The year 2019 started with a bang as URI: The Surgical Strike blazed onto the big screen to give us a high-impact experience. Bhakti Mehta spoke to the director of photography, Mitesh Mirchandani as he shared what went into pulling off what certainly felt like an off-screen surgical strike

On The Brief

I was given the script first by the producer, Sonia (Kanwar), who is a friend. I had shot a commercial for the Indian Air Force before that, which she had watched. After that, Sonia had sent the film to Aditya (Dhar). He saw it and decided to speak to me. I received the script and I read it before meeting him. So I already had a few ideas while I was reading the script. I presented them to him and we were both pretty much on the same page in terms of how we wanted the film to look. Both of us had one word that we used, which was ‘aspirational’ so that people felt like joining the army by the end of the film!

On The Process

Pretty much throughout the film, we rehearsed a couple of times so that everyone knew what they were doing. During the shoot, we knew that a blast was going to happen, but we did not know the exact points. That was very difficult for us. We had to keep the cameras steady; we could not have camera shake. We also had to make sure that we were stable while moving the camera.

On The Challenges

We shot all the action sequences in Serbia. They were all shot during the night. The nights over there were really short. The sun used to set at about 8:30 pm and rise at 4 o’clock in the morning. We had to prep very hard about what we wanted to do and the shots that we needed to take. We were a little more precise in terms of filming because we had pre-planned it.

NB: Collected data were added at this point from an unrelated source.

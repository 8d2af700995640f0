//! Derived view state.
//!
//! Nothing here owns state: every view is computed from a
//! [`crate::state::Session`] on demand.

pub mod login_prompt;
pub mod session_view;

pub use login_prompt::{LoginPrompt, LoginPromptConfig};
pub use session_view::{Dashboard, Notice, RegionSelection, SessionView};
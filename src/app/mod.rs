//! Session driver.
//!
//! [`App`] sequences the async work of a session: it resolves the
//! credential, spawns the profile and request lookups, applies their
//! results as they arrive and performs submission and logout. Every batch
//! of spawned lookups is stamped with the current generation; logout,
//! teardown and each new refresh bump it, so late answers from an earlier
//! batch are dropped.

mod actions;
mod handlers;
mod messages;

pub use actions::SubmitOutcome;
pub use messages::AppMessage;

use std::sync::Arc;

use chrono::Utc;
use tokio::sync::mpsc;
use tokio::task::JoinHandle;

use crate::adapters::{FileCredentialStore, ReqwestHttpClient};
use crate::api::PcaApiClient;
use crate::auth::{AuthExchange, CredentialCache};
use crate::error::{PcaError, PcaResult};
use crate::models::Timestamp;
use crate::startup::PcaConfig;
use crate::state::{Session, SessionPhase};
use crate::traits::HttpClient;
use crate::view_state::{LoginPromptConfig, SessionView};

/// Source of the current time.
pub type Clock = Arc<dyn Fn() -> Timestamp + Send + Sync>;

/// One client session.
pub struct App<C: HttpClient + 'static = ReqwestHttpClient> {
    /// Phase, loaded data and submission outcome
    pub session: Session,
    cache: CredentialCache,
    api: Arc<PcaApiClient<C>>,
    exchange: AuthExchange<C>,
    login_prompt: LoginPromptConfig,
    clock: Clock,
    /// Bumped whenever in-flight lookups become irrelevant
    generation: u64,
    /// Lookups of the current generation still unanswered
    outstanding: usize,
    tasks: Vec<JoinHandle<()>>,
    message_tx: mpsc::UnboundedSender<AppMessage>,
    message_rx: mpsc::UnboundedReceiver<AppMessage>,
}

impl App<ReqwestHttpClient> {
    /// Build the production session from configuration.
    ///
    /// Reads the stored credential once.
    pub fn from_config(config: &PcaConfig) -> PcaResult<Self> {
        let http = ReqwestHttpClient::with_timeout(config.request_timeout())
            .map_err(|e| PcaError::from(crate::error::classify_http_error(e, &config.api_base_url)))?;
        let store = FileCredentialStore::at(config.credentials_path.as_deref())?;
        let cache = CredentialCache::init(Arc::new(store));
        let api = PcaApiClient::with_http(config.api_base_url.clone(), http);
        Ok(Self::new(cache, api, LoginPromptConfig::from_config(config)))
    }
}

impl<C: HttpClient + 'static> App<C> {
    pub fn new(cache: CredentialCache, api: PcaApiClient<C>, login_prompt: LoginPromptConfig) -> Self {
        let api = Arc::new(api);
        let (message_tx, message_rx) = mpsc::unbounded_channel();
        Self {
            session: Session::new(),
            exchange: AuthExchange::new(cache.clone(), Arc::clone(&api)),
            cache,
            api,
            login_prompt,
            clock: Arc::new(Utc::now),
            generation: 0,
            outstanding: 0,
            tasks: Vec::new(),
            message_tx,
            message_rx,
        }
    }

    /// Replace the clock used for eligibility decisions.
    pub fn with_clock(mut self, clock: impl Fn() -> Timestamp + Send + Sync + 'static) -> Self {
        self.clock = Arc::new(clock);
        self
    }

    pub fn now(&self) -> Timestamp {
        (self.clock)()
    }

    /// Current phase of the session.
    pub fn phase(&self) -> SessionPhase {
        self.session.phase_at(self.now())
    }

    /// Everything the presentation layer needs to render the session.
    pub fn view(&self) -> SessionView {
        SessionView::derive(&self.session, &self.login_prompt, self.now())
    }

    pub fn cache(&self) -> &CredentialCache {
        &self.cache
    }

    pub fn api(&self) -> &PcaApiClient<C> {
        &self.api
    }

    pub fn generation(&self) -> u64 {
        self.generation
    }

    /// Lookups still outstanding for the current generation.
    pub fn pending_fetches(&self) -> usize {
        self.outstanding
    }

    /// Hide the login call-to-action for the rest of this session.
    pub fn dismiss_login_prompt(&mut self) {
        self.session.dismiss_login_prompt();
    }

    /// Make every in-flight lookup irrelevant and stop it.
    fn cancel_fetches(&mut self) {
        self.generation += 1;
        self.outstanding = 0;
        for task in self.tasks.drain(..) {
            task.abort();
        }
    }
}

impl<C: HttpClient + 'static> std::fmt::Debug for App<C> {
    fn fmt(&self, f: &mut std::fmt::Formatter<'_>) -> std::fmt::Result {
        f.debug_struct("App")
            .field("session", &self.session)
            .field("cache", &self.cache)
            .field("generation", &self.generation)
            .field("outstanding", &self.outstanding)
            .finish()
    }
}
//! Concrete implementations of the traits in `crate::traits`.
//!
//! # Adapters
//!
//! - [`ReqwestHttpClient`] - HTTP client using reqwest
//! - [`FileCredentialStore`] - credential file under `~/.pca`
//!
//! # Mock Implementations
//!
//! The [`mock`] submodule provides test doubles:
//! - [`mock::MockHttpClient`] - configurable HTTP responses
//! - [`mock::InMemoryCredentials`] - in-memory credential storage

pub mod file_credentials;
pub mod mock;
pub mod reqwest_http;

pub use file_credentials::FileCredentialStore;
pub use mock::{InMemoryCredentials, MockHttpClient, MockResponse};
pub use reqwest_http::ReqwestHttpClient;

It was also about the action director coming in and us having enough conversations and then prepping prior to the filming. It was very tough. We had a set budget to blow up the tents or and other things we needed to blow up. And the budget did not allow retakes. Even if we did, the turnaround took two hours. It was not feasible for a small-budget film like ours. So we had to make sure we had our camera angles in place, we were taking the right coverage for all those shots and the drones were in the right place while our cameras were in the right place. There were a lot of things that had to come together to achieve one single shot. The more we prepped, the more were we ready for any challenge that was thrown at us.

On The Director

Aditya and I had an in-depth conversation about how I wanted each sequence to look different from the others.  Since he is a first-time director, I wanted him to concentrate on his craft. Each of us, the HODs, took the responsibility and said, ‘Let us take that away from him so that he can concentrate on just the performances and the things he needs to worry about.’ He had a conversation with each of the HODs in the beginning. That made it very easy for us to do what we needed to do for the film.

On The Response

I am a little too overwhelmed with the responses. I have never really got too many phone calls like I am getting now. I received a few for Neerja. I do very few projects. I am not used to getting so many calls.

Future Projects

I am shooting Karan Johar’s next movie, Takht, with Vicky (Kaushal) again. It is going to be very interesting. It will be fun!